Monday, August 6, 2012

Dangers posed by a bungling electoral team


By LUKOYE ATWOLI

Sunday Nation 05 August 2012

In the recent past, controversy has flared over tendering for biometric voter registration equipment by the Independent Electoral and Boundaries Commission. Due to missteps within the commission itself as well as overwhelming pressure from politicians and other vested interests, the tender was eventually cancelled, and we are now set to have another manual election next year.
This controversy leaves certain questions unanswered. Firstly, what was the commission’s rationale for trying out biometric voter registration and electronic voting? Has this rationale now been relegated to irrelevance through bureaucratic incompetence?

If the decision was informed by the inept way Mr Samuel Kivuitu’s Electoral Commission mishandled voter registration and vote counting in the 2007 election, then it seems clear that reverting to a manual system will necessarily result in apprehensions about possible fraud next year. If the commission realised that a manual system is easier to rig through vote stuffing and ballot box destruction, how will abandoning an electronic system assuage our fears of a repeat?

Second, are there divisions within the commission that are resulting in this haphazard decision-making and poor communication? Do these perceived divisions have anything to do with the political affiliations of commissioners and employees of the commission?

The goings-on do not inspire confidence. On the day the biometric voter registration tenders were allegedly cancelled, there were reports that some individuals within the commission had tried to sabotage the decision by interfering with publication of the cancellation. Instead, the next day a small advert appeared in the press extending the deadline for application of registration clerks.

If indeed it is true that there are divisions within the commission, it is imperative that they are investigated and eliminated to maintain the confidence of voters. Anything short of this will increase the risk of loss of public confidence in the voting, resulting in reactions most Kenyans would rather not see after the elections.

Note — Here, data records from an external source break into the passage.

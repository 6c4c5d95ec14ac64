//! Workflow coordination.
//!
//! Composes preprocessing, engine invocation, quality evaluation,
//! fallback scheduling, and result selection into one execution per
//! document, then hands the finalized record to the persistence
//! collaborator. Callers always get a structured outcome back — which
//! engines ran, why each passed or failed, and what was selected.

use std::sync::Arc;

use tokio::sync::mpsc;
use tracing::{info, warn};
use uuid::Uuid;

use super::config::{WorkflowConfig, WorkflowOverrides};
use super::events::{EventSink, WorkflowEvent};
use super::retry::RetryController;
use super::scheduler::FallbackScheduler;
use super::selector;
use super::WorkflowError;
use crate::models::{ExecutionStatus, WorkflowExecution, WorkflowOutcome};
use crate::ocr::EngineRegistry;
use crate::repository::ExecutionRepository;

/// Coordinates workflow executions and delegates persistence.
pub struct WorkflowCoordinator {
    scheduler: FallbackScheduler,
    repository: Arc<dyn ExecutionRepository>,
}

impl WorkflowCoordinator {
    pub fn new(
        registry: Arc<EngineRegistry>,
        controller: RetryController,
        repository: Arc<dyn ExecutionRepository>,
    ) -> Self {
        Self {
            scheduler: FallbackScheduler::new(registry, controller),
            repository,
        }
    }

    /// Process one document through the workflow.
    ///
    /// Safe to invoke once per document-processing request; repeated
    /// requests for the same document are the caller's concern. Only
    /// configuration errors fail the call itself — engine failures are
    /// recorded in the returned outcome.
    pub async fn process_document(
        &self,
        document_id: &str,
        document: Vec<u8>,
        config: &WorkflowConfig,
        overrides: Option<&WorkflowOverrides>,
        events: Option<mpsc::Sender<WorkflowEvent>>,
    ) -> Result<WorkflowOutcome, WorkflowError> {
        // Overrides produce a new config value; the stored default is
        // untouched.
        let config = match overrides {
            Some(overrides) => config.with_overrides(overrides),
            None => config.clone(),
        };
        config.validate()?;
        let config = Arc::new(config);

        let events = match events {
            Some(tx) => EventSink::new(tx),
            None => EventSink::disabled(),
        };

        let execution_id = Uuid::new_v4().to_string();
        let mut execution = WorkflowExecution::new(
            execution_id.clone(),
            document_id,
            config.workflow_id.clone(),
        );

        info!(
            execution = %execution_id,
            document = document_id,
            workflow = %config.workflow_id,
            "workflow execution started"
        );
        events
            .send(WorkflowEvent::ExecutionStarted {
                execution_id: execution_id.clone(),
                document_id: document_id.to_string(),
                workflow_id: config.workflow_id.clone(),
            })
            .await;

        let attempts = self
            .scheduler
            .run(config.clone(), Arc::new(document), events.clone())
            .await?;
        for attempt in attempts {
            execution.record_attempt(attempt);
        }

        // SELECTING: even with zero passing verdicts a best-effort
        // selection may still occur; FAILED only when nothing produced a
        // result at all.
        let selection = selector::select(&execution.attempts, config.selection_strategy);

        let (status, failure) = match &selection {
            Some(_) => (ExecutionStatus::Completed, None),
            None => (
                ExecutionStatus::Failed,
                Some(WorkflowError::AllEnginesFailed {
                    attempted: execution.attempts.len(),
                }),
            ),
        };

        let best_effort = selection.as_ref().is_some_and(|s| s.best_effort);
        execution.finalize(status, selection.as_ref().map(|s| s.index), best_effort);

        let selected = selection
            .as_ref()
            .map(|s| selector::selected_result(&execution.attempts, s));

        if let (Some(selection), Some(result)) = (&selection, &selected) {
            events
                .send(WorkflowEvent::ResultSelected {
                    engine: result.engine,
                    strategy: config.selection_strategy,
                    best_effort: selection.best_effort,
                    confidence: result.confidence,
                })
                .await;
        }

        // Persistence is delegated exactly once, after selection. A
        // failing collaborator is logged and surfaced but does not void
        // the in-memory result.
        let persist_error = match self.repository.save(&execution).await {
            Ok(()) => None,
            Err(e) => {
                warn!(execution = %execution_id, error = %e, "failed to persist execution");
                Some(e.to_string())
            }
        };

        let elapsed = execution.total_time_seconds.unwrap_or_default();
        events
            .send(WorkflowEvent::ExecutionFinalized {
                execution_id: execution_id.clone(),
                status,
                elapsed_seconds: elapsed,
            })
            .await;

        match status {
            ExecutionStatus::Failed => warn!(
                execution = %execution_id,
                attempts = execution.attempts.len(),
                "workflow failed: no engine produced a result"
            ),
            _ => info!(
                execution = %execution_id,
                status = status.as_str(),
                best_effort,
                elapsed_seconds = elapsed,
                "workflow execution finished"
            ),
        }

        Ok(WorkflowOutcome {
            execution_id,
            status,
            selected_engine: selected.as_ref().map(|r| r.engine),
            confidence: selected.as_ref().map(|r| r.confidence),
            extracted_text: selected.map(|r| r.extracted_text),
            best_effort,
            failure,
            persist_error,
            execution,
        })
    }
}

#[cfg(test)]
mod tests {
    use super::*;
    use crate::ocr::mock::{sample_png, MockEngine};
    use crate::ocr::{EngineError, EngineKind};
    use crate::repository::InMemoryExecutionRepository;
    use crate::workflow::breaker::CircuitBreakerStore;
    use crate::workflow::config::EngineConfig;
    use std::sync::atomic::Ordering;

    fn coordinator_with(
        engines: Vec<MockEngine>,
    ) -> (WorkflowCoordinator, Arc<InMemoryExecutionRepository>) {
        let mut registry = EngineRegistry::new();
        for engine in engines {
            registry.insert(Arc::new(engine));
        }
        let repository = Arc::new(InMemoryExecutionRepository::new());
        let coordinator = WorkflowCoordinator::new(
            Arc::new(registry),
            RetryController::new(CircuitBreakerStore::new()),
            repository.clone(),
        );
        (coordinator, repository)
    }

    fn config(primary: EngineKind, fallbacks: &[EngineKind]) -> WorkflowConfig {
        let mut config = WorkflowConfig::new("test_workflow", EngineConfig::new(primary));
        config.fallbacks = fallbacks.iter().map(|k| EngineConfig::new(*k)).collect();
        config.retry.max_retries = 0;
        config.retry.initial_delay_ms = 1;
        config
    }

    #[tokio::test]
    async fn test_completed_outcome_carries_selection() {
        let (coordinator, repository) =
            coordinator_with(vec![MockEngine::new(EngineKind::Tesseract)
                .with_confidence(0.95)
                .with_text("hello from tesseract")]);

        let outcome = coordinator
            .process_document(
                "doc-1",
                sample_png(),
                &config(EngineKind::Tesseract, &[]),
                None,
                None,
            )
            .await
            .unwrap();

        assert_eq!(outcome.status, ExecutionStatus::Completed);
        assert_eq!(outcome.selected_engine, Some(EngineKind::Tesseract));
        assert_eq!(
            outcome.extracted_text.as_deref(),
            Some("hello from tesseract")
        );
        assert!(!outcome.best_effort);
        assert!(outcome.failure.is_none());
        assert!(outcome.persist_error.is_none());

        // Execution was persisted and matches the outcome's record.
        let stored = repository
            .get(&outcome.execution_id)
            .await
            .unwrap()
            .unwrap();
        assert_eq!(stored.selected, outcome.execution.selected);
        assert_eq!(stored.attempts.len(), 1);
    }

    #[tokio::test]
    async fn test_all_engines_failed_yields_failed_status() {
        let engines = vec![
            MockEngine::new(EngineKind::Tesseract)
                .failing(EngineError::BadInput("corrupt".to_string())),
            MockEngine::new(EngineKind::Google)
                .failing(EngineError::UnsupportedFormat("tiff".to_string())),
        ];
        let tesseract_calls = engines[0].calls();
        let google_calls = engines[1].calls();
        let (coordinator, _) = coordinator_with(engines);

        let outcome = coordinator
            .process_document(
                "doc-2",
                sample_png(),
                &config(EngineKind::Tesseract, &[EngineKind::Google]),
                None,
                None,
            )
            .await
            .unwrap();

        assert_eq!(outcome.status, ExecutionStatus::Failed);
        assert!(matches!(
            outcome.failure,
            Some(WorkflowError::AllEnginesFailed { attempted: 2 })
        ));
        assert!(outcome.selected_engine.is_none());
        assert_eq!(outcome.execution.attempts.len(), 2);
        // Permanent errors never retry.
        assert_eq!(tesseract_calls.load(Ordering::SeqCst), 1);
        assert_eq!(google_calls.load(Ordering::SeqCst), 1);
    }

    #[tokio::test]
    async fn test_best_effort_selection_is_marked() {
        let (coordinator, _) = coordinator_with(vec![
            MockEngine::new(EngineKind::Tesseract).with_confidence(0.3),
            MockEngine::new(EngineKind::Google).with_confidence(0.5),
        ]);

        let mut cfg = config(EngineKind::Tesseract, &[EngineKind::Google]);
        cfg.stop_on_success = true;

        let outcome = coordinator
            .process_document("doc-3", sample_png(), &cfg, None, None)
            .await
            .unwrap();

        // Nothing passed quality, but results exist: best-effort pick.
        assert_eq!(outcome.status, ExecutionStatus::Completed);
        assert!(outcome.best_effort);
        assert_eq!(outcome.selected_engine, Some(EngineKind::Google));
        assert!(outcome.execution.best_effort);
    }

    #[tokio::test]
    async fn test_overrides_apply_without_mutating_default() {
        let (coordinator, _) = coordinator_with(vec![
            MockEngine::new(EngineKind::Tesseract).with_confidence(0.95),
            MockEngine::new(EngineKind::Google).with_confidence(0.99),
        ]);

        let base = config(EngineKind::Tesseract, &[EngineKind::Google]);
        let overrides = WorkflowOverrides {
            stop_on_success: Some(false),
            ..Default::default()
        };

        let outcome = coordinator
            .process_document("doc-4", sample_png(), &base, Some(&overrides), None)
            .await
            .unwrap();

        // With stop_on_success disabled both engines run and the higher
        // confidence fallback wins.
        assert_eq!(outcome.execution.attempts.len(), 2);
        assert_eq!(outcome.selected_engine, Some(EngineKind::Google));
        assert!(base.stop_on_success);
    }

    #[tokio::test]
    async fn test_invalid_config_is_rejected() {
        let (coordinator, _) = coordinator_with(vec![MockEngine::new(EngineKind::Tesseract)]);

        let bad = config(EngineKind::Tesseract, &[EngineKind::Tesseract]);
        let err = coordinator
            .process_document("doc-5", sample_png(), &bad, None, None)
            .await
            .unwrap_err();
        assert!(matches!(err, WorkflowError::InvalidConfig(_)));
    }

    #[tokio::test]
    async fn test_events_are_emitted_in_order() {
        let (coordinator, _) = coordinator_with(vec![MockEngine::new(EngineKind::Tesseract)
            .with_confidence(0.95)]);

        let (tx, mut rx) = mpsc::channel(32);
        coordinator
            .process_document(
                "doc-6",
                sample_png(),
                &config(EngineKind::Tesseract, &[]),
                None,
                Some(tx),
            )
            .await
            .unwrap();

        let mut events = Vec::new();
        while let Ok(event) = rx.try_recv() {
            events.push(event);
        }

        assert!(matches!(events[0], WorkflowEvent::ExecutionStarted { .. }));
        assert!(matches!(events[1], WorkflowEvent::EngineStarted { .. }));
        assert!(matches!(events[2], WorkflowEvent::EngineCompleted { .. }));
        assert!(matches!(events[3], WorkflowEvent::ResultSelected { .. }));
        assert!(matches!(
            events.last(),
            Some(WorkflowEvent::ExecutionFinalized { .. })
        ));
    }
}
//! Retry controller wrapping engine invocations.
//!
//! Applies exponential backoff to transient failures and consults the
//! circuit breaker before every attempt. Permanent failures never retry.
//! Backoff sleeps happen on the calling task, so one engine's retries
//! never delay another engine's concurrent attempts.

use std::future::Future;

use tracing::{debug, warn};

use super::breaker::CircuitBreakerStore;
use super::config::{CircuitBreakerConfig, RetryPolicy};
use crate::models::EngineResult;
use crate::ocr::{EngineError, EngineKind};

/// Result of one controlled invocation, with the retries it consumed.
pub struct EngineCall {
    pub result: Result<EngineResult, EngineError>,
    pub retries: u32,
}

/// Controller owning the shared breaker store.
#[derive(Clone)]
pub struct RetryController {
    breakers: CircuitBreakerStore,
}

impl RetryController {
    pub fn new(breakers: CircuitBreakerStore) -> Self {
        Self { breakers }
    }

    pub fn breakers(&self) -> &CircuitBreakerStore {
        &self.breakers
    }

    /// Invoke `f` under the retry policy and the engine's breaker.
    ///
    /// A breaker fast-fail is returned as `CircuitOpen` without invoking
    /// `f` and without counting as a new breaker failure.
    pub async fn call<F, Fut>(
        &self,
        engine: EngineKind,
        policy: &RetryPolicy,
        breaker: &CircuitBreakerConfig,
        f: F,
    ) -> EngineCall
    where
        F: Fn() -> Fut,
        Fut: Future<Output = Result<EngineResult, EngineError>>,
    {
        if breaker.enabled {
            if let Err(e) = self.breakers.acquire(engine, breaker).await {
                debug!(engine = %engine, "breaker open, failing fast");
                return EngineCall {
                    result: Err(e),
                    retries: 0,
                };
            }
        }

        let mut attempt: u32 = 0;
        loop {
            match f().await {
                Ok(result) => {
                    if breaker.enabled {
                        self.breakers.record_success(engine).await;
                    }
                    return EngineCall {
                        result: Ok(result),
                        retries: attempt,
                    };
                }
                Err(e) => {
                    if breaker.enabled {
                        self.breakers.record_failure(engine, breaker).await;
                    }

                    if !e.is_transient() {
                        debug!(engine = %engine, error = %e, "permanent failure, not retrying");
                        return EngineCall {
                            result: Err(e),
                            retries: attempt,
                        };
                    }
                    if attempt >= policy.max_retries {
                        warn!(
                            engine = %engine,
                            retries = attempt,
                            error = %e,
                            "retries exhausted"
                        );
                        return EngineCall {
                            result: Err(e),
                            retries: attempt,
                        };
                    }

                    let wait = policy.backoff_delay(attempt);
                    debug!(
                        engine = %engine,
                        attempt = attempt + 1,
                        wait_ms = wait.as_millis() as u64,
                        error = %e,
                        "transient failure, backing off"
                    );
                    tokio::time::sleep(wait).await;
                    attempt += 1;

                    // Failures above may have tripped the breaker (other
                    // executions share it); stop retrying once it opens.
                    if breaker.enabled {
                        if let Err(open) = self.breakers.acquire(engine, breaker).await {
                            return EngineCall {
                                result: Err(open),
                                retries: attempt,
                            };
                        }
                    }
                }
            }
        }
    }
}

#[cfg(test)]
mod tests {
    use super::*;
    use std::sync::atomic::{AtomicU32, Ordering};
    use std::sync::Arc;
    use std::time::Duration;

    fn fast_policy(max_retries: u32) -> RetryPolicy {
        RetryPolicy {
            max_retries,
            initial_delay_ms: 1,
            backoff_factor: 1.0,
            max_backoff_secs: 1,
        }
    }

    fn breaker_config(threshold: u32) -> CircuitBreakerConfig {
        CircuitBreakerConfig {
            enabled: true,
            failure_threshold: threshold,
            recovery_timeout_secs: 60,
        }
    }

    fn ok_result() -> EngineResult {
        EngineResult::success(
            EngineKind::Tesseract,
            "Tesseract OCR",
            "text".to_string(),
            0.9,
            0.9,
            1,
            0.1,
        )
    }

    #[tokio::test]
    async fn test_transient_failures_retry_until_success() {
        let controller = RetryController::new(CircuitBreakerStore::new());
        let calls = Arc::new(AtomicU32::new(0));

        let calls_in = calls.clone();
        let call = controller
            .call(
                EngineKind::Tesseract,
                &fast_policy(3),
                &breaker_config(10),
                move || {
                    let calls = calls_in.clone();
                    async move {
                        if calls.fetch_add(1, Ordering::SeqCst) < 2 {
                            Err(EngineError::Network("flaky".to_string()))
                        } else {
                            Ok(ok_result())
                        }
                    }
                },
            )
            .await;

        assert!(call.result.is_ok());
        assert_eq!(call.retries, 2);
        assert_eq!(calls.load(Ordering::SeqCst), 3);
    }

    #[tokio::test]
    async fn test_permanent_failure_does_not_retry() {
        let controller = RetryController::new(CircuitBreakerStore::new());
        let calls = Arc::new(AtomicU32::new(0));

        let calls_in = calls.clone();
        let call = controller
            .call(
                EngineKind::Azure,
                &fast_policy(5),
                &breaker_config(10),
                move || {
                    let calls = calls_in.clone();
                    async move {
                        calls.fetch_add(1, Ordering::SeqCst);
                        Err(EngineError::BadInput("corrupt file".to_string()))
                    }
                },
            )
            .await;

        assert!(matches!(call.result, Err(EngineError::BadInput(_))));
        assert_eq!(call.retries, 0);
        assert_eq!(calls.load(Ordering::SeqCst), 1);
    }

    #[tokio::test]
    async fn test_retries_exhaust() {
        let controller = RetryController::new(CircuitBreakerStore::new());
        let calls = Arc::new(AtomicU32::new(0));

        let calls_in = calls.clone();
        let call = controller
            .call(
                EngineKind::Google,
                &fast_policy(2),
                &breaker_config(100),
                move || {
                    let calls = calls_in.clone();
                    async move {
                        calls.fetch_add(1, Ordering::SeqCst);
                        Err(EngineError::Timeout(Duration::from_secs(1)))
                    }
                },
            )
            .await;

        assert!(matches!(call.result, Err(EngineError::Timeout(_))));
        assert_eq!(call.retries, 2);
        // Initial attempt plus two retries.
        assert_eq!(calls.load(Ordering::SeqCst), 3);
    }

    #[tokio::test]
    async fn test_open_breaker_fails_fast_without_invoking() {
        let breakers = CircuitBreakerStore::new();
        let cfg = breaker_config(1);
        breakers.record_failure(EngineKind::Mistral, &cfg).await;

        let controller = RetryController::new(breakers);
        let calls = Arc::new(AtomicU32::new(0));

        let calls_in = calls.clone();
        let call = controller
            .call(EngineKind::Mistral, &fast_policy(3), &cfg, move || {
                let calls = calls_in.clone();
                async move {
                    calls.fetch_add(1, Ordering::SeqCst);
                    Ok(ok_result())
                }
            })
            .await;

        assert!(matches!(call.result, Err(EngineError::CircuitOpen { .. })));
        assert_eq!(calls.load(Ordering::SeqCst), 0);
    }

    #[tokio::test]
    async fn test_breaker_opening_mid_retry_stops_the_loop() {
        let controller = RetryController::new(CircuitBreakerStore::new());
        let cfg = breaker_config(2);
        let calls = Arc::new(AtomicU32::new(0));

        let calls_in = calls.clone();
        let call = controller
            .call(EngineKind::Azure, &fast_policy(10), &cfg, move || {
                let calls = calls_in.clone();
                async move {
                    calls.fetch_add(1, Ordering::SeqCst);
                    Err(EngineError::Network("down".to_string()))
                }
            })
            .await;

        // Two failures trip the threshold; the loop must stop there
        // rather than burn all ten retries.
        assert!(matches!(call.result, Err(EngineError::CircuitOpen { .. })));
        assert_eq!(calls.load(Ordering::SeqCst), 2);
    }

    #[tokio::test]
    async fn test_success_after_breaker_disabled() {
        let controller = RetryController::new(CircuitBreakerStore::new());
        let cfg = CircuitBreakerConfig {
            enabled: false,
            ..Default::default()
        };

        let call = controller
            .call(EngineKind::Tesseract, &fast_policy(0), &cfg, || async {
                Ok(ok_result())
            })
            .await;
        assert!(call.result.is_ok());
    }
}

Thirdly, what are the implications of these controversies as far as the delivery of a free and fair election is concerned? Given the progressively worsening poisoned political environment that we find ourselves in, might it be too late to forestall an inevitable conflagration based on rigging claims as happened after the last General Election?

One would hope that all Kenyans of goodwill will identify this crisis at the commission as a more pressing threat to national stability than even the date of the next General Election itself. We cannot allow our politicians to get away with literal murder this time. If we mess up the next elections, it is almost certain that there will be no Kenya to speak of afterwards, and the cruel finger of history will forever point in our direction as the chief culprits in the destruction of this beautiful country.

We must remember that Justice Kriegler’s report uncovered evidence of rigging in the strongholds of the major political parties competing for power in 2007. Due to manual voter registration and voting, it was possible to enrol dead and non-existent voters.

We must find a safer, less emotive solution to this problem this time, or risk losing all the fragile gains we have made since 2008.